The new provision came into force on 7 June 2022 and amends the existing the Serious Crime Act 2015 to create (at section 75A) the new offence of non-fatal strangulation and by non-fatal suffocation. The offence is triable 'either-way', meaning it can be heard either in the Magistrates’ Court or the Crown Court depending on seriousness or whether the defendant elects a jury trial.

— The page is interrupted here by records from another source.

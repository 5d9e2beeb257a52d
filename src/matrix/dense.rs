//! Row-major dense matrices over flat buffers.
//!
//! [`MatView`] borrows a caller-owned buffer plus its dimensions and is the
//! input type of every kernel routine; it is never mutated. [`DenseMat`] owns
//! its buffer and is what the kernel hands back. Both store element `(i, j)`
//! at `i * cols + j`.

use std::ops::{Index, IndexMut};

use num_traits::{One, Zero};

use crate::core::traits::MatShape;
use crate::error::{KError, KResult};

fn check_len(len: usize, rows: usize, cols: usize) -> KResult<()> {
    match rows.checked_mul(cols) {
        Some(n) if n == len => Ok(()),
        _ => Err(KError::ShapeMismatch(format!(
            "buffer of length {len} cannot hold a {rows}x{cols} matrix"
        ))),
    }
}

/// Borrowed row-major matrix.
#[derive(Debug, Clone, Copy)]
pub struct MatView<'a, T> {
    data: &'a [T],
    rows: usize,
    cols: usize,
}

impl<'a, T: Copy> MatView<'a, T> {
    /// Wrap `data` as a `rows x cols` matrix; fails unless `data.len() == rows * cols`.
    pub fn new(data: &'a [T], rows: usize, cols: usize) -> KResult<Self> {
        check_len(data.len(), rows, cols)?;
        Ok(Self { data, rows, cols })
    }

    /// Caller guarantees `data.len() == rows * cols`.
    pub(crate) fn from_parts(data: &'a [T], rows: usize, cols: usize) -> Self {
        debug_assert_eq!(data.len(), rows * cols);
        Self { data, rows, cols }
    }

    /// Treat a flat sequence as a single column.
    pub fn column_vector(data: &'a [T]) -> Self {
        Self { data, rows: data.len(), cols: 1 }
    }

    pub fn rows(&self) -> usize {
        self.rows
    }

    pub fn cols(&self) -> usize {
        self.cols
    }

    pub fn as_slice(&self) -> &'a [T] {
        self.data
    }

    pub fn get(&self, i: usize, j: usize) -> T {
        self.data[i * self.cols + j]
    }

    pub fn row(&self, i: usize) -> &'a [T] {
        &self.data[i * self.cols..(i + 1) * self.cols]
    }

    /// Copy of column `j`.
    pub fn column(&self, j: usize) -> Vec<T> {
        (0..self.rows).map(|i| self.get(i, j)).collect()
    }

    pub fn to_dense(&self) -> DenseMat<T> {
        DenseMat { data: self.data.to_vec(), rows: self.rows, cols: self.cols }
    }

    pub fn transpose(&self) -> DenseMat<T> {
        let mut data = Vec::with_capacity(self.data.len());
        for j in 0..self.cols {
            for i in 0..self.rows {
                data.push(self.get(i, j));
            }
        }
        DenseMat { data, rows: self.cols, cols: self.rows }
    }
}

impl<T> MatShape for MatView<'_, T> {
    fn nrows(&self) -> usize {
        self.rows
    }
    fn ncols(&self) -> usize {
        self.cols
    }
}

/// Owned row-major matrix.
#[derive(Debug, Clone, PartialEq)]
pub struct DenseMat<T> {
    data: Vec<T>,
    rows: usize,
    cols: usize,
}

impl<T: Copy> DenseMat<T> {
    pub fn from_vec(rows: usize, cols: usize, data: Vec<T>) -> KResult<Self> {
        check_len(data.len(), rows, cols)?;
        Ok(Self { data, rows, cols })
    }

    /// Caller guarantees `data.len() == rows * cols`.
    pub(crate) fn from_parts(rows: usize, cols: usize, data: Vec<T>) -> Self {
        debug_assert_eq!(data.len(), rows * cols);
        Self { data, rows, cols }
    }

    /// Build from nested rows; every row must have the same length.
    pub fn from_rows(rows: &[Vec<T>]) -> KResult<Self> {
        let cols = rows.first().map_or(0, Vec::len);
        let mut data = Vec::with_capacity(rows.len() * cols);
        for (i, r) in rows.iter().enumerate() {
            if r.len() != cols {
                return Err(KError::ShapeMismatch(format!(
                    "row {i} has {} columns, expected {cols}",
                    r.len()
                )));
            }
            data.extend_from_slice(r);
        }
        Ok(Self { data, rows: rows.len(), cols })
    }

    pub fn filled(rows: usize, cols: usize, value: T) -> Self {
        Self { data: vec![value; rows * cols], rows, cols }
    }

    pub fn rows(&self) -> usize {
        self.rows
    }

    pub fn cols(&self) -> usize {
        self.cols
    }

    pub fn view(&self) -> MatView<'_, T> {
        MatView { data: &self.data, rows: self.rows, cols: self.cols }
    }

    pub fn as_slice(&self) -> &[T] {
        &self.data
    }

    pub fn as_mut_slice(&mut self) -> &mut [T] {
        &mut self.data
    }

    pub fn into_vec(self) -> Vec<T> {
        self.data
    }

    pub fn row(&self, i: usize) -> &[T] {
        &self.data[i * self.cols..(i + 1) * self.cols]
    }

    pub fn row_mut(&mut self, i: usize) -> &mut [T] {
        &mut self.data[i * self.cols..(i + 1) * self.cols]
    }

    /// Nested rows, for callers that want `Vec<Vec<T>>` back.
    pub fn to_rows(&self) -> Vec<Vec<T>> {
        (0..self.rows).map(|i| self.row(i).to_vec()).collect()
    }

    pub fn transpose(&self) -> Self {
        self.view().transpose()
    }

    /// Swap rows `a` and `b` in place.
    pub fn swap_rows(&mut self, a: usize, b: usize) {
        if a == b {
            return;
        }
        let cols = self.cols;
        let (lo, hi) = if a < b { (a, b) } else { (b, a) };
        let (head, tail) = self.data.split_at_mut(hi * cols);
        head[lo * cols..(lo + 1) * cols].swap_with_slice(&mut tail[..cols]);
    }
}

impl<T: Copy + Zero> DenseMat<T> {
    pub fn zeros(rows: usize, cols: usize) -> Self {
        Self::filled(rows, cols, T::zero())
    }
}

impl<T: Copy + Zero + One> DenseMat<T> {
    pub fn identity(n: usize) -> Self {
        let mut m = Self::zeros(n, n);
        for i in 0..n {
            m[(i, i)] = T::one();
        }
        m
    }
}

impl<T> Index<(usize, usize)> for DenseMat<T> {
    type Output = T;
    fn index(&self, (i, j): (usize, usize)) -> &T {
        &self.data[i * self.cols + j]
    }
}

impl<T> IndexMut<(usize, usize)> for DenseMat<T> {
    fn index_mut(&mut self, (i, j): (usize, usize)) -> &mut T {
        &mut self.data[i * self.cols + j]
    }
}

impl<T> MatShape for DenseMat<T> {
    fn nrows(&self) -> usize {
        self.rows
    }
    fn ncols(&self) -> usize {
        self.cols
    }
}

When will this new law be used?
The Crown Prosecution Service (CPS) has introduced legal guidance which includes common methods to cause or inflict non-fatal strangulation:-
- The use of hands against the neck
- The use of pressure in a hold or lock by using one’s arms or legs
- The use of an item around the neck to create external pressure
- Pressure from other parts of the body such as a foot, knee or side
The new offence is a crime of specific intent and hence cannot committed recklessly. In cases where recklessness is alleged, the CPS is likely to use existing legislation under the Criminal Justice Act 1988 or the Offences against the Person Act 1861 (common assault, ABH and GBH/unlawful wounding). Other considerations include whether the act resulted in injury, or there was a real risk of injury. This offence does not require there to be visible injury, but there needs to be sufficient evidence to demonstrate that the strangulation or non-fatal suffocation occurred, including but not limited to a victim's account, witnesses, audio or video footage, photographs, or medical evidence.
Where consent was given to engage in strangulation in its ordinary meaning or engaged in an activity of a similar nature, a statutory defence is available. The exception to this defence is where the act causes serious harm to the individual, or the party is reckless to the possibility of inflicting serious harm.
Articles are intended as an introduction to the topic and do not constitute legal advice.